**WHAT YOU ARE ASKED TO DO**
In the entries below, tally the lines that contain the string "spec", then state that number alone.

**DATA RECORDS**
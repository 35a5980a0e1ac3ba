//! Standalone PCM playback (spec §3.3 `Sound`): a decoded buffer plus a
//! playback cursor, independent of the MIDI/bank machinery `Song` uses.

use std::sync::atomic::{AtomicBool, AtomicU32, AtomicU64, Ordering};
use std::sync::Arc;

use rf_core::Q16_16;
use rf_file::{read_audio, AudioData};

use crate::error::{EngineError, EngineResult};

#[derive(Debug, Clone, Copy, PartialEq, Eq)]
pub enum PlaybackState {
    Stopped,
    Playing,
    Paused,
}

/// A loaded, independently playable PCM clip.
pub struct Sound {
    data: Arc<AudioData>,
    /// Current read position, audio-thread-visible (spec §5).
    position_frames: AtomicU64,
    state_lock: parking_lot::Mutex<PlaybackState>,
    volume: AtomicU32,
    loops_remaining: AtomicU32,
    loop_forever: AtomicBool,
    /// Drop-sample/repeat-sample resampler state, used when the mixer's
    /// output rate differs from this clip's native rate (spec §4.7: the
    /// engine reconfigures to match the device on open, but a standalone
    /// `Sound` keeps its own decoded rate regardless).
    resample: parking_lot::Mutex<ResampleState>,
}

#[derive(Default)]
struct ResampleState {
    primed: bool,
    frac: f64,
    cur: (f64, f64),
    next: (f64, f64),
}

const LOOP_FOREVER_SENTINEL: u32 = u32::MAX;

impl Sound {
    pub fn load_file(path: &str) -> EngineResult<Self> {
        let data = read_audio(path)?;
        Ok(Self::from_audio_data(data))
    }

    pub fn load_memory_wav(bytes: &[u8]) -> EngineResult<Self> {
        let mut reader = hound::WavReader::new(std::io::Cursor::new(bytes))
            .map_err(|e| EngineError::BadFile(e.to_string()))?;
        let spec = reader.spec();
        let num_channels = spec.channels as usize;
        let samples: Vec<f64> = match spec.sample_format {
            hound::SampleFormat::Float => reader
                .samples::<f32>()
                .map(|s| s.unwrap_or(0.0) as f64)
                .collect(),
            hound::SampleFormat::Int => {
                let max_value = (1i64 << (spec.bits_per_sample - 1)) as f64;
                reader
                    .samples::<i32>()
                    .map(|s| s.unwrap_or(0) as f64 / max_value)
                    .collect()
            }
        };
        let data = AudioData::from_interleaved(&samples, num_channels.max(1), spec.sample_rate);
        Ok(Self::from_audio_data(data))
    }

    fn from_audio_data(data: AudioData) -> Self {
        Self {
            data: Arc::new(data),
            position_frames: AtomicU64::new(0),
            state_lock: parking_lot::Mutex::new(PlaybackState::Stopped),
            volume: AtomicU32::new(Q16_16::ONE.raw() as u32),
            loops_remaining: AtomicU32::new(0),
            loop_forever: AtomicBool::new(false),
            resample: parking_lot::Mutex::new(ResampleState::default()),
        }
    }

    pub fn sample_rate(&self) -> u32 {
        self.data.sample_rate
    }

    pub fn num_channels(&self) -> usize {
        self.data.num_channels()
    }

    pub fn num_frames(&self) -> usize {
        self.data.num_frames()
    }

    pub fn duration_secs(&self) -> f64 {
        self.data.duration()
    }

    pub fn state(&self) -> PlaybackState {
        *self.state_lock.lock()
    }

    /// `Sound_Start`: begin playback from `start_frame` with `loop_count`
    /// (0 = play once, `u32::MAX` = loop forever).
    pub fn start(&self, volume: Q16_16, start_frame: u64, loop_count: u32) -> EngineResult<()> {
        let mut state = self.state_lock.lock();
        if *state == PlaybackState::Playing {
            return Err(EngineError::StillPlaying);
        }
        self.position_frames.store(start_frame.min(self.num_frames() as u64), Ordering::Release);
        self.volume.store(volume.raw() as u32, Ordering::Release);
        self.loop_forever.store(loop_count == LOOP_FOREVER_SENTINEL, Ordering::Release);
        self.loops_remaining.store(loop_count, Ordering::Release);
        *state = PlaybackState::Playing;
        *self.resample.lock() = ResampleState::default();
        Ok(())
    }

    pub fn stop(&self) {
        *self.state_lock.lock() = PlaybackState::Stopped;
        self.position_frames.store(0, Ordering::Release);
    }

    pub fn pause(&self) -> EngineResult<()> {
        let mut state = self.state_lock.lock();
        if *state != PlaybackState::Playing {
            return Err(EngineError::ParamErr("sound is not playing".into()));
        }
        *state = PlaybackState::Paused;
        Ok(())
    }

    pub fn resume(&self) -> EngineResult<()> {
        let mut state = self.state_lock.lock();
        if *state != PlaybackState::Paused {
            return Err(EngineError::ParamErr("sound is not paused".into()));
        }
        *state = PlaybackState::Playing;
        Ok(())
    }

    pub fn set_volume(&self, volume: Q16_16) {
        self.volume.store(volume.raw() as u32, Ordering::Release);
    }

    /// Render one stereo frame, advancing the position cursor. Returns
    /// silence (and marks the sound stopped) once playback has ended with
    /// no loops remaining.
    pub fn render_frame(&self) -> (f64, f64) {
        if self.state() != PlaybackState::Playing {
            return (0.0, 0.0);
        }
        let frames = self.num_frames();
        if frames == 0 {
            return (0.0, 0.0);
        }
        let pos = self.position_frames.load(Ordering::Acquire) as usize;
        if pos >= frames {
            if self.loop_forever.load(Ordering::Acquire) {
                self.position_frames.store(0, Ordering::Release);
                return self.render_frame();
            }
            let remaining = self.loops_remaining.load(Ordering::Acquire);
            if remaining > 0 {
                self.loops_remaining.store(remaining - 1, Ordering::Release);
                self.position_frames.store(0, Ordering::Release);
                return self.render_frame();
            }
            self.stop();
            return (0.0, 0.0);
        }

        let volume = Q16_16::from_raw(self.volume.load(Ordering::Acquire) as i32).to_f64();
        let channels = self.data.num_channels();
        let (l, r) = if channels == 1 {
            let s = self.data.channels[0][pos] * volume;
            (s, s)
        } else {
            (self.data.channels[0][pos] * volume, self.data.channels[1][pos] * volume)
        };
        self.position_frames.store(pos as u64 + 1, Ordering::Release);
        (l, r)
    }

    /// Render one frame at the mixer's `output_rate`, linearly
    /// interpolating between native-rate samples when the rates differ
    /// (drop/repeat resampling; spec §4.7's "simple rate conversion on
    /// exit" fallback, applied per-`Sound` since each clip keeps its own
    /// decoded rate).
    pub fn render_frame_at_rate(&self, output_rate: u32) -> (f64, f64) {
        if self.state() != PlaybackState::Playing {
            return (0.0, 0.0);
        }
        let ratio = self.sample_rate() as f64 / output_rate.max(1) as f64;
        let mut rs = self.resample.lock();
        if !rs.primed {
            rs.cur = self.render_frame();
            rs.next = self.render_frame();
            rs.frac = 0.0;
            rs.primed = true;
        }
        let (cl, cr) = rs.cur;
        let (nl, nr) = rs.next;
        let out = (cl + (nl - cl) * rs.frac, cr + (nr - cr) * rs.frac);
        rs.frac += ratio;
        while rs.frac >= 1.0 {
            rs.frac -= 1.0;
            rs.cur = rs.next;
            rs.next = self.render_frame();
        }
        out
    }
}

#[cfg(test)]
mod tests {
    use super::*;

    fn silent_sound(frames: usize) -> Sound {
        Sound::from_audio_data(AudioData::new(2, frames, 44100))
    }

    #[test]
    fn stops_after_playing_once_by_default() {
        let sound = silent_sound(4);
        sound.start(Q16_16::ONE, 0, 0).unwrap();
        for _ in 0..4 {
            sound.render_frame();
        }
        assert_eq!(sound.state(), PlaybackState::Stopped);
    }

    #[test]
    fn loop_forever_never_stops_on_its_own() {
        let sound = silent_sound(2);
        sound.start(Q16_16::ONE, 0, u32::MAX).unwrap();
        for _ in 0..20 {
            sound.render_frame();
        }
        assert_eq!(sound.state(), PlaybackState::Playing);
    }

    #[test]
    fn pause_then_resume_continues_from_position() {
        let sound = silent_sound(10);
        sound.start(Q16_16::ONE, 0, 0).unwrap();
        sound.render_frame();
        sound.pause().unwrap();
        assert_eq!(sound.state(), PlaybackState::Paused);
        sound.resume().unwrap();
        assert_eq!(sound.state(), PlaybackState::Playing);
    }

    #[test]
    fn starting_twice_while_playing_errs() {
        let sound = silent_sound(10);
        sound.start(Q16_16::ONE, 0, 0).unwrap();
        assert!(matches!(sound.start(Q16_16::ONE, 0, 0), Err(EngineError::StillPlaying)));
    }
}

**TASK RESULT**
9